(Stored items)
☆ ☆ ☆ ☆

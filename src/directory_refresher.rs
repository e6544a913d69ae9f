// SPDX-License-Identifier: AGPL-3.0-or-later
//
// Copyright (C) 2026 Relational Network

//! Background chain directory refresher.
//!
//! Reloads the chain list on a fixed interval so resolved profiles pick up
//! endpoint and prefix changes without a restart. The first sweep runs
//! immediately, which also warms the cache before the first request.
//!
//! Stops when the `CancellationToken` is cancelled.

use std::sync::Arc;
use std::time::Duration;

use tokio_util::sync::CancellationToken;
use tracing::{info, warn};

use crate::providers::directory::DirectoryCache;

pub struct DirectoryRefresher {
    directory: Arc<DirectoryCache>,
    interval: Duration,
}

impl DirectoryRefresher {
    pub fn new(directory: Arc<DirectoryCache>, interval: Duration) -> Self {
        Self {
            directory,
            interval,
        }
    }

    pub async fn run(self, shutdown: CancellationToken) {
        info!(
            interval_secs = self.interval.as_secs(),
            "Directory refresher starting"
        );

        loop {
            if shutdown.is_cancelled() {
                info!("Directory refresher shutting down");
                return;
            }

            if let Err(e) = self.directory.refresh().await {
                // Stale entries keep serving until the next sweep.
                warn!(error = %e, "Directory refresh failed");
            }

            tokio::select! {
                _ = tokio::time::sleep(self.interval) => {},
                _ = shutdown.cancelled() => {
                    info!("Directory refresher shutting down");
                    return;
                }
            }
        }
    }
}
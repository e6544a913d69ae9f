// SPDX-License-Identifier: AGPL-3.0-or-later
//
// Copyright (C) 2026 Relational Network

//! Osmosis AMM market data (token prices and pool pair liquidity).

use std::time::Duration;

use async_trait::async_trait;
use reqwest::Client;
use serde::Deserialize;

use super::{get_json, http_client, ProviderError};

/// A token with a market listing.
#[derive(Debug, Clone, PartialEq, Deserialize)]
pub struct MarketToken {
    pub denom: String,
    pub symbol: String,
    #[serde(default)]
    pub price: Option<f64>,
    #[serde(default)]
    pub exponent: u32,
}

/// Liquidity summary of one pool.
#[derive(Debug, Clone, PartialEq)]
pub struct MarketPair {
    pub pool_id: String,
    pub base_symbol: String,
    pub quote_symbol: String,
    /// Pool liquidity in USD.
    pub liquidity: f64,
}

impl MarketPair {
    pub fn symbol(&self) -> String {
        format!("{}/{}", self.base_symbol, self.quote_symbol)
    }
}

#[async_trait]
pub trait PoolMarketData: Send + Sync {
    async fn tokens(&self) -> Result<Vec<MarketToken>, ProviderError>;

    async fn pairs(&self) -> Result<Vec<MarketPair>, ProviderError>;
}

#[derive(Debug, Deserialize)]
struct PairsSummary {
    #[serde(default)]
    data: Vec<PairRecord>,
}

#[derive(Debug, Deserialize)]
#[serde(untagged)]
enum PoolId {
    Number(u64),
    Text(String),
}

#[derive(Debug, Deserialize)]
struct PairRecord {
    pool_id: PoolId,
    base_symbol: String,
    quote_symbol: String,
    #[serde(default)]
    liquidity: f64,
}

impl From<PairRecord> for MarketPair {
    fn from(record: PairRecord) -> Self {
        let pool_id = match record.pool_id {
            PoolId::Number(id) => id.to_string(),
            PoolId::Text(id) => id,
        };
        Self {
            pool_id,
            base_symbol: record.base_symbol,
            quote_symbol: record.quote_symbol,
            liquidity: record.liquidity,
        }
    }
}

#[derive(Debug, Clone)]
pub struct OsmosisMarketClient {
    base_url: String,
    http: Client,
}

impl OsmosisMarketClient {
    pub fn new(base_url: impl Into<String>, timeout: Duration) -> Result<Self, ProviderError> {
        Ok(Self {
            base_url: base_url.into().trim_end_matches('/').to_string(),
            http: http_client(timeout)?,
        })
    }
}

#[async_trait]
impl PoolMarketData for OsmosisMarketClient {
    async fn tokens(&self) -> Result<Vec<MarketToken>, ProviderError> {
        let url = format!("{}/tokens/v2/all", self.base_url);
        get_json(&self.http, &url, &[]).await
    }

    async fn pairs(&self) -> Result<Vec<MarketPair>, ProviderError> {
        let url = format!("{}/pairs/v1/summary", self.base_url);
        let summary: PairsSummary = get_json(&self.http, &url, &[]).await?;
        Ok(summary.data.into_iter().map(MarketPair::from).collect())
    }
}
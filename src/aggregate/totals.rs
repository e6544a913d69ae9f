// SPDX-License-Identifier: AGPL-3.0-or-later
//
// Copyright (C) 2026 Relational Network

//! Cross-chain totalization.
//!
//! Folds every chain's snapshot into buckets keyed by base denom:
//!
//! | Bucket        | Source                                              |
//! |---------------|-----------------------------------------------------|
//! | `native`      | liquid native denom, keyed by chain name            |
//! | `foreign`     | liquid, neither native nor a pool share             |
//! | `pool_locked` | liquid `gamm/pool/<id>` shares                      |
//! | `staked`      | delegation totals                                   |
//! | `rewards`     | pending reward totals                               |
//! | `total`       | sum of all of the above per denom                   |
//!
//! Valued pool positions are carried through in `pools` without touching any
//! bucket.

use std::collections::BTreeMap;

use crate::models::{
    ChainBalanceSnapshot, ChainBreakdown, ChainFailure, ChainStatus, CrossChainTotal,
    PoolPosition,
};

/// What one requested chain produced.
#[derive(Debug, Clone, PartialEq)]
pub struct ChainOutcome {
    pub chain: String,
    pub native_denom: Option<String>,
    pub address: Option<String>,
    pub result: Result<ChainBalanceSnapshot, ChainFailure>,
}

impl ChainOutcome {
    pub fn reported(
        chain: impl Into<String>,
        native_denom: impl Into<String>,
        snapshot: ChainBalanceSnapshot,
    ) -> Self {
        Self {
            chain: chain.into(),
            native_denom: Some(native_denom.into()),
            address: Some(snapshot.address.clone()),
            result: Ok(snapshot),
        }
    }

    pub fn failed(failure: ChainFailure) -> Self {
        Self {
            chain: failure.chain.clone(),
            native_denom: None,
            address: None,
            result: Err(failure),
        }
    }

    /// A chain whose address was derived but whose every query failed.
    pub fn unreachable(
        native_denom: impl Into<String>,
        address: impl Into<String>,
        failure: ChainFailure,
    ) -> Self {
        Self {
            native_denom: Some(native_denom.into()),
            address: Some(address.into()),
            ..Self::failed(failure)
        }
    }

    pub fn status(&self) -> ChainStatus {
        match &self.result {
            Ok(snapshot) if snapshot.is_complete() => ChainStatus::Ok,
            Ok(_) => ChainStatus::Partial,
            Err(_) => ChainStatus::Failed,
        }
    }

    fn breakdown(&self) -> ChainBreakdown {
        let (snapshot, failure) = match &self.result {
            Ok(snapshot) => (Some(snapshot.clone()), None),
            Err(failure) => (None, Some(failure.clone())),
        };
        ChainBreakdown {
            chain: self.chain.clone(),
            status: self.status(),
            address: self.address.clone(),
            native_denom: self.native_denom.clone(),
            snapshot,
            failure,
        }
    }
}

fn add(bucket: &mut BTreeMap<String, f64>, denom: &str, amount: f64) {
    *bucket.entry(denom.to_string()).or_insert(0.0) += amount;
}

/// Merge outcomes into totals plus the per-chain breakdown in input order.
pub fn totalize(
    outcomes: &[ChainOutcome],
    pools: Vec<PoolPosition>,
) -> (CrossChainTotal, Vec<ChainBreakdown>) {
    let mut totals = CrossChainTotal::default();
    let mut native_by_denom: BTreeMap<String, f64> = BTreeMap::new();

    for outcome in outcomes {
        let native = totals.native.entry(outcome.chain.clone()).or_insert(0.0);

        let (Ok(snapshot), Some(native_denom)) = (&outcome.result, &outcome.native_denom) else {
            continue;
        };

        for coin in &snapshot.liquid {
            if coin.base_denom == *native_denom {
                *native += coin.amount;
                add(&mut native_by_denom, &coin.base_denom, coin.amount);
            } else if crate::models::is_pool_share(&coin.base_denom) {
                add(&mut totals.pool_locked, &coin.base_denom, coin.amount);
            } else {
                add(&mut totals.foreign, &coin.base_denom, coin.amount);
            }
        }

        if snapshot.staked.total > 0.0 {
            add(&mut totals.staked, &snapshot.staked.denom, snapshot.staked.total);
        }
        if snapshot.rewards.total > 0.0 {
            add(&mut totals.rewards, &snapshot.rewards.denom, snapshot.rewards.total);
        }
    }

    for bucket in [
        &native_by_denom,
        &totals.foreign,
        &totals.staked,
        &totals.rewards,
        &totals.pool_locked,
    ] {
        for (denom, amount) in bucket {
            add(&mut totals.total, denom, *amount);
        }
    }

    totals.pools = pools;

    let breakdown = outcomes.iter().map(ChainOutcome::breakdown).collect();
    (totals, breakdown)
}
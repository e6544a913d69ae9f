// SPDX-License-Identifier: AGPL-3.0-or-later
//
// Copyright (C) 2026 Relational Network

use axum::{extract::State, http::StatusCode, Json};
use serde::Serialize;
use utoipa::ToSchema;

use crate::state::AppState;

/// Health check response with individual component status.
#[derive(Debug, Serialize, ToSchema)]
pub struct ReadyResponse {
    /// Overall health status ("ok" or "degraded").
    pub status: String,
    /// Individual health checks and their results.
    pub checks: HealthChecks,
}

/// Individual health check results.
#[derive(Debug, Serialize, ToSchema)]
pub struct HealthChecks {
    /// Whether the service process is running.
    pub service: String,
    /// Chain directory status ("ok" or "unavailable").
    pub directory: String,
}

/// Simple health check response for liveness probes.
#[derive(Debug, Serialize, ToSchema)]
pub struct HealthResponse {
    pub status: String,
}

/// The chain list is required to resolve any chain.
async fn check_directory(state: &AppState) -> String {
    if state.directory.is_loaded().await {
        return "ok".to_string();
    }
    match state.directory.refresh().await {
        Ok(_) => "ok".to_string(),
        Err(_) => "unavailable".to_string(),
    }
}

/// Health check endpoint handler.
///
/// Returns 200 if all checks pass, 503 if any check fails.
#[utoipa::path(
    get,
    path = "/health",
    tag = "Health",
    responses(
        (status = 200, description = "Service is healthy", body = ReadyResponse),
        (status = 503, description = "Service is unhealthy", body = ReadyResponse)
    )
)]
pub async fn health(State(state): State<AppState>) -> (StatusCode, Json<ReadyResponse>) {
    let directory = check_directory(&state).await;
    let all_ok = directory == "ok";

    let response = ReadyResponse {
        status: if all_ok { "ok" } else { "degraded" }.to_string(),
        checks: HealthChecks {
            service: "ok".to_string(),
            directory,
        },
    };

    let status = if all_ok {
        StatusCode::OK
    } else {
        StatusCode::SERVICE_UNAVAILABLE
    };

    (status, Json(response))
}

/// Liveness probe handler.
///
/// Always returns 200 if the process is running.
#[utoipa::path(
    get,
    path = "/health/live",
    tag = "Health",
    responses(
        (status = 200, description = "Service is alive", body = HealthResponse)
    )
)]
pub async fn liveness() -> Json<HealthResponse> {
    Json(HealthResponse {
        status: "ok".to_string(),
    })
}

/// Readiness probe handler.
#[utoipa::path(
    get,
    path = "/health/ready",
    tag = "Health",
    responses(
        (status = 200, description = "Service is ready", body = ReadyResponse),
        (status = 503, description = "Service is not ready", body = ReadyResponse)
    )
)]
pub async fn readiness(state: State<AppState>) -> (StatusCode, Json<ReadyResponse>) {
    health(state).await
}
// SPDX-License-Identifier: AGPL-3.0-or-later
//
// Copyright (C) 2026 Relational Network

use std::sync::Arc;

use crate::aggregate::BalanceAggregator;
use crate::cache::{CacheStore, LruCacheStore};
use crate::config::AppConfig;
use crate::cosmos::apr::AprCalculator;
use crate::cosmos::{ChainClientError, ChainClientFactory, LcdClientFactory};
use crate::providers::coingecko::{CoinGeckoClient, PriceProvider};
use crate::providers::directory::{
    ChainDirectory, CosmosDirectoryClient, DirectoryCache, ProfileSettings,
};
use crate::providers::osmosis::{OsmosisMarketClient, PoolMarketData};
use crate::providers::ProviderError;

#[derive(Debug, thiserror::Error)]
pub enum StartupError {
    #[error("provider client: {0}")]
    Provider(#[from] ProviderError),
    #[error("chain client: {0}")]
    Chain(#[from] ChainClientError),
}

/// Upstream collaborators the service talks to.
pub struct Upstreams {
    pub directory: Arc<dyn ChainDirectory>,
    pub clients: Arc<dyn ChainClientFactory>,
    pub prices: Arc<dyn PriceProvider>,
    pub market: Arc<dyn PoolMarketData>,
}

impl Upstreams {
    /// HTTP clients for the configured endpoints.
    pub fn from_config(config: &AppConfig) -> Result<Self, StartupError> {
        let timeout = config.query_timeout;
        Ok(Self {
            directory: Arc::new(CosmosDirectoryClient::new(&config.directory_url, timeout)?),
            clients: Arc::new(LcdClientFactory::new(timeout)?),
            prices: Arc::new(CoinGeckoClient::new(&config.coingecko_url, timeout)?),
            market: Arc::new(OsmosisMarketClient::new(&config.pool_market_url, timeout)?),
        })
    }
}

#[derive(Clone)]
pub struct AppState {
    pub config: Arc<AppConfig>,
    pub cache: Arc<dyn CacheStore>,
    pub directory: Arc<DirectoryCache>,
    pub clients: Arc<dyn ChainClientFactory>,
    pub prices: Arc<dyn PriceProvider>,
    pub aggregator: Arc<BalanceAggregator>,
    pub apr: AprCalculator,
}

impl AppState {
    pub fn new(config: AppConfig) -> Result<Self, StartupError> {
        let upstreams = Upstreams::from_config(&config)?;
        Ok(Self::with_upstreams(config, upstreams))
    }

    pub fn with_upstreams(config: AppConfig, upstreams: Upstreams) -> Self {
        let settings = ProfileSettings {
            rest_fallback: config.directory_rest_url.clone(),
            rpc_fallback: config.directory_rpc_url.clone(),
            reward_offsets: config.reward_offsets.clone(),
        };
        let directory = Arc::new(DirectoryCache::new(
            upstreams.directory,
            settings,
            config.ttl.chains,
        ));
        let aggregator = Arc::new(BalanceAggregator::new(
            directory.clone(),
            upstreams.clients.clone(),
            upstreams.market,
            config.amm_chain.clone(),
            config.query_timeout,
        ));

        Self {
            cache: Arc::new(LruCacheStore::new(config.cache_capacity)),
            apr: AprCalculator::new(config.query_timeout),
            directory,
            clients: upstreams.clients,
            prices: upstreams.prices,
            aggregator,
            config: Arc::new(config),
        }
    }
}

☆ ☆ ☆ ☆

> [ABOUT THIS EXERCISE]: Wherever a line in the entries holds "PairRecord", copy that line.

> [SOLVED EXERCISE]:
    data: Vec<PairRecord>,
struct PairRecord {
impl From<PairRecord> for MarketPair {
    fn from(record: PairRecord) -> Self {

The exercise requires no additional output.